Dar Dash is an American actor. After receiving his degree at Arts Educational Schools, in London, he starred in The Glass Cage at the Northampton Theatre Royal, where he made his stage debut.

== Early life ==
Dash was born and raised in Fairfax, Virginia. His father is of Persian descent, and his mother is Cuban with Spanish ancestry. Dash is the middle of five sons.

==Career==
Dash has appeared in several stage productions and in the AMC mini-series The Prisoner; the 2011 Raindance Film Festival nominated independent film, City Slacker; in Ridley Scott's thriller The Counselor; and BBC's Jonathan Creek.

In 2014, Dash was nominated for Best Supporting Actor in a short at the Action On Film International Film Festival for his performance in the internationally acclaimed short film Warhol, in which he co-starred alongside Corey Johnson.

In October 2017, Dash played famed Richard Nixon speechwriter and New York Times columnist William Safire in the play In The Event of Moon Disaster at Theatre503 in London.
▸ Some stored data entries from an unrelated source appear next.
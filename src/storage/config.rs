//! Configuration handling for the shape CLI
//!
//! Configuration is stored in `.shape/config.toml` (project) and the
//! platform config directory, e.g. `~/.config/shape/config.toml` (global).

use std::fs;
use std::path::{Path, PathBuf};

use anyhow::{Context, Result};
use directories::ProjectDirs;
use serde::{Deserialize, Serialize};
use thiserror::Error;

use crate::validation::{builtins, ModelValidator, Severity, ValidatorError};

#[derive(Debug, Error)]
pub enum ConfigError {
    #[error("Invalid configuration: {0}")]
    Invalid(String),

    #[error("Failed to parse configuration: {0}")]
    Parse(String),
}

/// Validator settings from the `[validators]` table
#[derive(Debug, Clone, Serialize, Deserialize, Default, PartialEq)]
#[serde(default)]
pub struct ValidatorsConfig {
    /// Validators that never run
    pub disabled: Vec<String>,

    /// Extra regular expressions for the timestamp linter
    pub timestamp_patterns: Vec<String>,

    /// Enables the opt-in linters
    pub lint: bool,
}

/// Project-level configuration
#[derive(Debug, Clone, Serialize, Deserialize, PartialEq)]
#[serde(default)]
pub struct ProjectConfig {
    /// Model files or directories loaded when none are given
    pub sources: Vec<PathBuf>,

    /// Report unknown traits as warnings
    pub allow_unknown_traits: bool,

    /// Minimum severity to report
    pub severity: String,

    pub validators: ValidatorsConfig,
}

impl Default for ProjectConfig {
    fn default() -> Self {
        Self {
            sources: vec![PathBuf::from("model")],
            allow_unknown_traits: false,
            severity: "warning".to_string(),
            validators: ValidatorsConfig::default(),
        }
    }
}

impl ProjectConfig {
    /// The configured minimum severity
    pub fn min_severity(&self) -> Result<Severity, ConfigError> {
        self.severity
            .parse()
            .map_err(|e: String| ConfigError::Invalid(format!("severity: {}", e)))
    }

    /// Builds the model validator these settings describe
    pub fn model_validator(&self) -> Result<ModelValidator, ValidatorError> {
        let mut validator = ModelValidator::new();
        for name in &self.validators.disabled {
            validator = validator.disable(name.as_str());
        }
        if self.validators.lint {
            let configuration = serde_json::json!({
                "additionalPatterns": self.validators.timestamp_patterns,
            });
            validator = validator.enable(builtins::SHOULD_HAVE_USED_TIMESTAMP, &configuration)?;
        }
        Ok(validator)
    }
}

/// Global user configuration
#[derive(Debug, Clone, Serialize, Deserialize, Default)]
#[serde(default)]
pub struct GlobalConfig {
    /// Default output format (text or json)
    pub default_format: OutputFormat,
}

/// Output format for commands
#[derive(Debug, Clone, Copy, Serialize, Deserialize, Default, PartialEq, Eq)]
#[serde(rename_all = "snake_case")]
pub enum OutputFormat {
    #[default]
    Text,
    Json,
}

/// Combined configuration (global + project)
#[derive(Debug, Clone)]
pub struct Config {
    pub project: ProjectConfig,
    pub global: GlobalConfig,
    pub project_root: Option<PathBuf>,
}

impl Config {
    /// Loads configuration from default locations
    pub fn load() -> Result<Self> {
        let global = Self::load_global()?;
        let (project, project_root) = Self::load_project()?;

        Ok(Self {
            project,
            global,
            project_root,
        })
    }

    /// Loads configuration for a specific project
    pub fn for_project(project_root: &Path) -> Result<Self> {
        let global = Self::load_global()?;
        let project = Self::load_project_config(project_root)?;

        Ok(Self {
            project,
            global,
            project_root: Some(project_root.to_path_buf()),
        })
    }

    /// Returns the global config directory
    pub fn global_config_dir() -> Option<PathBuf> {
        ProjectDirs::from("dev", "shape", "shape").map(|dirs| dirs.config_dir().to_path_buf())
    }

    fn load_global() -> Result<GlobalConfig> {
        let config_dir = match Self::global_config_dir() {
            Some(dir) => dir,
            None => return Ok(GlobalConfig::default()),
        };

        let config_path = config_dir.join("config.toml");
        if !config_path.exists() {
            return Ok(GlobalConfig::default());
        }

        let content = fs::read_to_string(&config_path)
            .with_context(|| format!("Failed to read global config: {}", config_path.display()))?;

        toml::from_str(&content)
            .map_err(|e| ConfigError::Parse(e.to_string()))
            .context("Failed to parse global config")
    }

    fn load_project() -> Result<(ProjectConfig, Option<PathBuf>)> {
        match Self::find_project_root() {
            Some(root) => {
                let config = Self::load_project_config(&root)?;
                Ok((config, Some(root)))
            }
            None => Ok((ProjectConfig::default(), None)),
        }
    }

    fn load_project_config(project_root: &Path) -> Result<ProjectConfig> {
        let config_path = project_root.join(".shape").join("config.toml");

        if !config_path.exists() {
            return Ok(ProjectConfig::default());
        }

        let content = fs::read_to_string(&config_path)
            .with_context(|| format!("Failed to read project config: {}", config_path.display()))?;

        let config: ProjectConfig = toml::from_str(&content)
            .map_err(|e| ConfigError::Parse(e.to_string()))
            .context("Failed to parse project config")?;
        config
            .min_severity()
            .with_context(|| format!("Invalid project config: {}", config_path.display()))?;
        Ok(config)
    }

    /// Finds the project root by looking for a `.shape/` directory
    pub fn find_project_root() -> Option<PathBuf> {
        let current = std::env::current_dir().ok()?;
        Self::find_project_root_from(&current)
    }

    pub fn find_project_root_from(start: &Path) -> Option<PathBuf> {
        let mut current = start.to_path_buf();
        loop {
            if current.join(".shape").is_dir() {
                return Some(current);
            }
            if !current.pop() {
                return None;
            }
        }
    }

    pub fn is_in_project(&self) -> bool {
        self.project_root.is_some()
    }

    /// Configured sources, resolved against the project root
    pub fn sources(&self) -> Vec<PathBuf> {
        let root = self.project_root.as_deref().unwrap_or(Path::new("."));
        self.project
            .sources
            .iter()
            .map(|source| {
                if source.is_absolute() {
                    source.clone()
                } else {
                    root.join(source)
                }
            })
            .collect()
    }
}

#[cfg(test)]
mod tests {
    use super::*;
    use crate::domain::{Model, Shape, ShapeId, ShapeType};
    use tempfile::TempDir;

    #[test]
    fn default_config() {
        let config = Config {
            project: ProjectConfig::default(),
            global: GlobalConfig::default(),
            project_root: None,
        };

        assert_eq!(config.project.min_severity().unwrap(), Severity::Warning);
        assert!(!config.project.allow_unknown_traits);
        assert_eq!(config.global.default_format, OutputFormat::Text);
        assert!(!config.is_in_project());
    }

    #[test]
    fn parse_project_config() {
        let toml = r#"
sources = ["models", "/abs/extra.json"]
allow_unknown_traits = true
severity = "danger"

[validators]
disabled = ["HttpQueryParamsTrait"]
timestamp_patterns = ["^expiry$"]
lint = true
"#;

        let config: ProjectConfig = toml::from_str(toml).unwrap();
        assert!(config.allow_unknown_traits);
        assert_eq!(config.min_severity().unwrap(), Severity::Danger);
        assert_eq!(config.validators.disabled, vec!["HttpQueryParamsTrait"]);
        assert!(config.validators.lint);

        let wrapped = Config {
            project: config,
            global: GlobalConfig::default(),
            project_root: Some(PathBuf::from("/project")),
        };
        assert_eq!(
            wrapped.sources(),
            vec![PathBuf::from("/project/models"), PathBuf::from("/abs/extra.json")]
        );
    }

    #[test]
    fn invalid_severity() {
        let config: ProjectConfig = toml::from_str(r#"severity = "loud""#).unwrap();
        assert!(matches!(config.min_severity(), Err(ConfigError::Invalid(_))));
    }

    #[test]
    fn parse_global_config() {
        let config: GlobalConfig = toml::from_str(r#"default_format = "json""#).unwrap();
        assert_eq!(config.default_format, OutputFormat::Json);
    }

    #[test]
    fn lint_enables_the_timestamp_linter() {
        let model = Model::builder()
            .add_shape(
                Shape::builder(ShapeType::String)
                    .id(ShapeId::parse("ns#expiry").unwrap())
                    .build()
                    .unwrap(),
            )
            .build();

        let mut config = ProjectConfig::default();
        assert!(config.model_validator().unwrap().validate(&model).is_empty());

        config.validators.lint = true;
        config.validators.timestamp_patterns = vec!["^expiry$".to_string()];
        let events = config.model_validator().unwrap().validate(&model);
        assert_eq!(events.len(), 1);
        assert_eq!(events[0].event_id(), builtins::SHOULD_HAVE_USED_TIMESTAMP);

        config.validators.disabled = vec![builtins::SHOULD_HAVE_USED_TIMESTAMP.to_string()];
        assert!(config.model_validator().unwrap().validate(&model).is_empty());

        config.validators.timestamp_patterns = vec!["(".to_string()];
        assert!(config.model_validator().is_err());
    }

    #[test]
    fn find_project_root() {
        let dir = TempDir::new().unwrap();
        fs::create_dir_all(dir.path().join(".shape")).unwrap();
        let sub_dir = dir.path().join("sub").join("dir");
        fs::create_dir_all(&sub_dir).unwrap();

        let root = Config::find_project_root_from(&sub_dir);
        assert_eq!(root.as_deref(), Some(dir.path()));
    }
}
In its review, the Evening Standard described Dash's portrayal as "robust" and "droll" and the overall production also received considerable critical acclaim.

In March 2018, Dash was nominated for Best Supporting Performance in a Comedy at the NAVGTR Awards for his performance as Hawkeye in Lego Marvel Super Heroes 2.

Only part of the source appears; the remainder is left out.